Author | : Joanna Blochowiak |
Publisher | : Springer |
Total Pages | : 472 |
Release | : 2017-03-20 |
Genre | : Language Arts & Disciplines |
ISBN | : 3319488325 |
Download Formal Models in the Study of Language Book in PDF, ePub and Kindle
This volume presents articles that focus on the application of formal models in the study of language in a variety of innovative ways, and is dedicated to Jacques Moeschler, professor at University of Geneva, to mark the occasion of his 60th birthday. The contributions, by seasoned and budding linguists of all different linguistic backgrounds, reflect Jacques Moeschler’s diverse and visionary research over the years. The book contains three parts. The first part shows how different formal models can be applied to the analysis of such diverse problems as the syntax, semantics and pragmatics of tense, aspect and deictic expressions, syntax and pragmatics of quantifiers and semantics and pragmatics of connectives and negation. The second part presents the application of formal models to the treatment of cognitive issues related to the use of language, and in particular, demonstrating cognitive accounts of different types of human interactions, the context in utterance interpretation (salience, inferential comprehension processes), figurative uses of language (irony pretence), the role of syntax in Theory of Mind in autism and the analysis of the aesthetics of nature. Finally, the third part addresses computational and corpus-based approaches to natural language for investigating language variation, language universals and discourse related issues. This volume will be of great interest to syntacticians, pragmaticians, computer scientists, semanticians and psycholinguists.
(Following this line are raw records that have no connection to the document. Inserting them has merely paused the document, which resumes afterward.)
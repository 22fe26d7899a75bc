//! Templated narrative over the computed analysis
//!
//! Prose only restates numbers already present in the result; nothing here
//! feeds back into scoring.

use crate::types::{
    AnalysisResult, ConditionSeverity, NarrativeSections, RiskLevel, WeightDirection,
};

/// Render all narrative sections for a finished analysis
pub fn render(result: &AnalysisResult) -> NarrativeSections {
    NarrativeSections {
        headline: headline(result),
        summary: summary(result),
        risk_summary: risk_summary(result),
        recommendations: recommendations(result),
        medical_notes: medical_notes(result),
    }
}

fn headline(result: &AnalysisResult) -> String {
    let name = result.user_profile.display_name.trim();
    let subject = if name.is_empty() {
        "Your".to_string()
    } else {
        format!("{name}'s")
    };
    format!(
        "{subject} health score is {:.1} ({})",
        result.overall_score, result.overall_grade
    )
}

fn summary(result: &AnalysisResult) -> String {
    let profile = &result.user_profile;
    let projection = &result.ninety_day_projection;
    format!(
        "At {} years with a BMI of {:.1} ({}), following the plan at {:.0}% \
         compliance moves your health score from {:.1} to {:.1} in {} weeks.",
        profile.age,
        profile.bmi,
        profile.bmi_category.label().to_lowercase(),
        projection.compliance_rate * 100.0,
        projection.health_score.current,
        projection.health_score.projected,
        projection.weeks,
    )
}

fn risk_summary(result: &AnalysisResult) -> String {
    let risk = &result.risk_analysis;
    let level = match risk.overall_risk_level {
        RiskLevel::Low => "low",
        RiskLevel::Moderate => "moderate",
        RiskLevel::High => "elevated",
        RiskLevel::Critical => "very high",
    };
    let mut text = format!(
        "Overall risk is {level}: diabetes {:.0}%, cardiovascular {:.0}%, \
         metabolic syndrome {:.0}%, mental health {:.0}%.",
        risk.diabetes_risk,
        risk.cardiovascular_risk,
        risk.metabolic_syndrome_risk,
        risk.mental_health_risk,
    );
    if !risk.primary_risk_factors.is_empty() {
        text.push_str(" Main contributors: ");
        text.push_str(&risk.primary_risk_factors.join(", ").to_lowercase());
        text.push('.');
    }
    text
}

fn recommendations(result: &AnalysisResult) -> Vec<String> {
    let targets = &result.personalized_targets;
    let mut items = vec![
        format!(
            "Sleep {:.1} hours a night (currently about {:.1}).",
            targets.sleep.target_hours, targets.sleep.current_hours
        ),
        format!(
            "Drink {:.1} L of water a day.",
            targets.hydration.target_liters
        ),
        format!(
            "Walk {} steps a day and exercise {} minutes a week.",
            targets.steps.target_steps, targets.exercise.minutes_per_week
        ),
    ];

    let weight = &targets.weight;
    match weight.direction {
        WeightDirection::Loss => items.push(format!(
            "Lose {:.1} kg at about {:.1} kg per week to reach {:.1} kg.",
            weight.excess_kg, weight.weekly_rate_kg, weight.target_kg
        )),
        WeightDirection::Gain => items.push(format!(
            "Gain {:.1} kg at about {:.2} kg per week to reach {:.1} kg.",
            weight.deficit_kg, weight.weekly_rate_kg, weight.target_kg
        )),
        WeightDirection::Maintain => {
            items.push("Maintain your current weight.".to_string())
        }
    }
    items
}

fn medical_notes(result: &AnalysisResult) -> Vec<String> {
    let conditions = &result.condition_analysis;
    let mut notes = Vec::new();

    if conditions.severity >= ConditionSeverity::High {
        notes.push(
            "Your conditions need medical supervision; confirm this plan with your doctor before starting."
                .to_string(),
        );
    }
    if let Some(reason) = &result.personalized_targets.steps.cap_reason {
        notes.push(format!("Step target limited: {reason}."));
    }
    if conditions.has_diabetes {
        notes.push("Monitor blood glucose when changing diet or activity.".to_string());
    }
    if conditions.has_kidney_disease {
        notes.push("Fluid intake is capped; follow your nephrologist's guidance.".to_string());
    }
    if conditions.is_pregnant {
        notes.push("Targets are adjusted for pregnancy or breastfeeding.".to_string());
    }
    notes
}

#[cfg(test)]
mod tests {
    use super::*;
    use crate::pipeline::AnalysisEngine;
    use crate::types::{
        Demographics, Gender, HealthMetrics, LifestyleFactors, MedicalData, ProfileInput,
    };

    fn analysis(name: &str, conditions: &[&str]) -> AnalysisResult {
        let profile = ProfileInput {
            demographics: Demographics {
                age: 52,
                weight_kg: 98.0,
                height_cm: 172.0,
                gender: Gender::Male,
            },
            health_metrics: HealthMetrics::uniform(4),
            lifestyle: LifestyleFactors::default(),
            medical_data: Some(MedicalData {
                conditions: conditions.iter().map(|c| c.to_string()).collect(),
                has_critical_conditions: false,
            }),
        };
        AnalysisEngine::default().analyze(&profile, name).unwrap()
    }

    #[test]
    fn test_headline_uses_display_name() {
        let result = analysis("Sam", &[]);
        assert!(result.narrative.headline.starts_with("Sam's health score is 40.0"));
        let anonymous = analysis("  ", &[]);
        assert!(anonymous.narrative.headline.starts_with("Your health score"));
    }

    #[test]
    fn test_recommendations_cover_weight_direction() {
        let result = analysis("Sam", &[]);
        assert!(result
            .narrative
            .recommendations
            .iter()
            .any(|r| r.starts_with("Lose")));
    }

    #[test]
    fn test_medical_notes_for_heart_condition() {
        let result = analysis("Sam", &["heart_condition", "diabetes_type2"]);
        let notes = &result.narrative.medical_notes;
        assert!(notes.iter().any(|n| n.contains("medical supervision")));
        assert!(notes.iter().any(|n| n.starts_with("Step target limited")));
        assert!(notes.iter().any(|n| n.contains("blood glucose")));
    }

    #[test]
    fn test_no_medical_notes_without_conditions() {
        assert!(analysis("Sam", &[]).narrative.medical_notes.is_empty());
    }
}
Author | : Adrian Brasoveanu |
Publisher | : Springer Nature |
Total Pages | : 299 |
Release | : 2020-01-01 |
Genre | : Language and languages |
ISBN | : 303031846X |
Download Computational Cognitive Modeling and Linguistic Theory Book in PDF, ePub and Kindle
This open access book introduces a general framework that allows natural language researchers to enhance existing competence theories with fully specified performance and processing components. Gradually developing increasingly complex and cognitively realistic competence-performance models, it provides running code for these models and shows how to fit them to real-time experimental data. This computational cognitive modeling approach opens up exciting new directions for research in formal semantics, and linguistics more generally, and offers new ways of (re)connecting semantics and the broader field of cognitive science. The approach of this book is novel in more ways than one. Assuming the mental architecture and procedural modalities of Anderson's ACT-R framework, it presents fine-grained computational models of human language processing tasks which make detailed quantitative predictions that can be checked against the results of self-paced reading and other psycho-linguistic experiments. All models are presented as computer programs that readers can run on their own computer and on inputs of their choice, thereby learning to design, program and run their own models. But even for readers who won't do all that, the book will show how such detailed, quantitatively predicting modeling of linguistic processes is possible. A methodological breakthrough and a must for anyone concerned about the future of linguistics! (Hans Kamp) This book constitutes a major step forward in linguistics and psycholinguistics. It constitutes a unique synthesis of several different research traditions: computational models of psycholinguistic processes, and formal models of semantics and discourse processing. The work also introduces a sophisticated python-based software environment for modeling linguistic processes. This book has the potential to revolutionize not only formal models of linguistics, but also models of language processing more generally. (Shravan Vasishth) .
Author | : W.J. Savitch |
Publisher | : Springer Science & Business Media |
Total Pages | : 462 |
Release | : 2012-12-06 |
Genre | : Computers |
ISBN | : 9400934017 |
Download The Formal Complexity of Natural Language Book in PDF, ePub and Kindle
Ever since Chomsky laid the framework for a mathematically formal theory of syntax, two classes of formal models have held wide appeal. The finite state model offered simplicity. At the opposite extreme numerous very powerful models, most notable transformational grammar, offered generality. As soon as this mathematical framework was laid, devastating arguments were given by Chomsky and others indicating that the finite state model was woefully inadequate for the syntax of natural language. In response, the completely general transformational grammar model was advanced as a suitable vehicle for capturing the description of natural language syntax. While transformational grammar seems likely to be adequate to the task, many researchers have advanced the argument that it is "too adequate. " A now classic result of Peters and Ritchie shows that the model of transformational grammar given in Chomsky's Aspects [IJ is powerful indeed. So powerful as to allow it to describe any recursively enumerable set. In other words it can describe the syntax of any language that is describable by any algorithmic process whatsoever. This situation led many researchers to reasses the claim that natural languages are included in the class of transformational grammar languages. The conclu sion that many reached is that the claim is void of content, since, in their view, it says little more than that natural language syntax is doable algo rithmically and, in the framework of modern linguistics, psychology or neuroscience, that is axiomatic.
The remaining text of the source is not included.